Steamship Parthia, Mid-Atlantic
October 8, 1873
ГЛАВА V ГОДЫ БОЛЕЗНИ И ВЫЗДОРОВЛЕНИЯ 1873-1880
Клара Бартон вернулась из Европы, нося драгоценность Красного Креста, подаренную ей королевой Сербии Наталией. Она была единственным человеком в Америке, который тогда, или в течение девяти лет после этого, носил Красный Крест. Она была единственным человеком в Соединенных Штатах, который по службе или любой форме официального признания имел право на эту награду. Она также носила Железный крест за заслуги, подаренный ей императором и императрицей Германии. Она носила Золотой крест памяти, подаренный ей великим герцогом и герцогиней Баденскими; и от Луизы, великой герцогини, она носила и ценила превыше всех богатств великолепный аметист, который, как говорили, был лучшим аметистом в этой стране. От бедной, побежденной Франции она не носила никаких официальных наград, но привезла любовь и благодарность бесчисленных людей там, которым она служила.
По возвращении в Америку она отправилась в свой старый дом в Вашингтоне, на Пенсильвания-авеню и Капитолийском холме, дом, который она купила перед отъездом, но занимала так мало времени до своего нервного срыва. Но ей не позволили жить там очень долго, потому что угол был слишком шумным. Ее врач, доктор Томпсон, приказал ей жить в другом месте. Доктор назначил ей границы, «тюремные границы», как она их называла; она могла жить где-то между Седьмой и Шестнадцатой улицами и на дальней стороне Нью-Йорк-авеню.
Она обосновалась на углу Четырнадцатой и F. Ее письма к племянницам в этот период жизнерадостны, но написаны под бременем физической боли и нервной усталости.
23 мая она получила известие, что ее сестра Сара, миссис Вестер Вассалл, смертельно больна. Хотя она была далеко не здорова, она поспешила в Массачусетс, прибыв вечером и узнав, что ее сестра умерла в то утро. Шок от смерти сестры, пришедшийся на время, когда ее собственное здоровье было таким шатким, вернул ее старую болезнь с полной силой. Несколько месяцев она оставалась в Оксфорде и Вустере, а затем отправилась в Норт-Графтон — его называли Новой Английской деревней — где у ее родственников, семьи Лирнед, был загородный дом.

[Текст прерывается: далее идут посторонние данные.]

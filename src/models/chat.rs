use serde::{ Serialize, Deserialize };

#[derive(Clone, Copy, Debug, PartialEq, Eq, Serialize, Deserialize)]
#[serde(rename_all = "lowercase")]
pub enum Role {
    System,
    User,
    Assistant,
    Tool,
}

/// A chat turn as the frontend sends it.
#[derive(Clone, Debug, PartialEq, Serialize, Deserialize)]
pub struct ChatMessage {
    pub role: Role,
    pub content: String,
    #[serde(default)]
    pub file_id: Option<String>,
}
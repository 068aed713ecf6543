use log::warn;
use std::future::Future;
use std::time::Duration;

use crate::error::ExtractionError;

/// Runs `work` on its own task and waits at most `limit` for it.
///
/// On timeout the task is detached, not aborted: whatever it was doing keeps
/// running in the background and its result is dropped.
pub async fn run_with_timeout<F, T>(
    operation: &'static str,
    limit: Duration,
    work: F
) -> Result<T, ExtractionError>
    where F: Future<Output = Result<T, ExtractionError>> + Send + 'static, T: Send + 'static
{
    let handle = tokio::spawn(work);
    match tokio::time::timeout(limit, handle).await {
        Ok(Ok(result)) => result,
        Ok(Err(join_err)) => Err(ExtractionError::Worker(join_err.to_string())),
        Err(_) => {
            warn!("{} exceeded {:?}, abandoning worker", operation, limit);
            Err(ExtractionError::TimedOut { operation, after: limit })
        }
    }
}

Там она сняла дом и оставалась в течение значительного времени под присмотром Минни Купфер, которая служила с ней во франко-прусской войне и, подобно Антуанетте Марго, последовала за ней в эту страну. Ее здоровье варьировалось в зависимости от сезона и других условий, не все из которых было легко определить. Бывали времена, когда ее мучил сильный озноб, сменявшийся обильным потом. Были недели, когда у нее не было сил даже поднять голову. Были и светлые дни, когда она передвигалась с некоторым приближением к здоровью.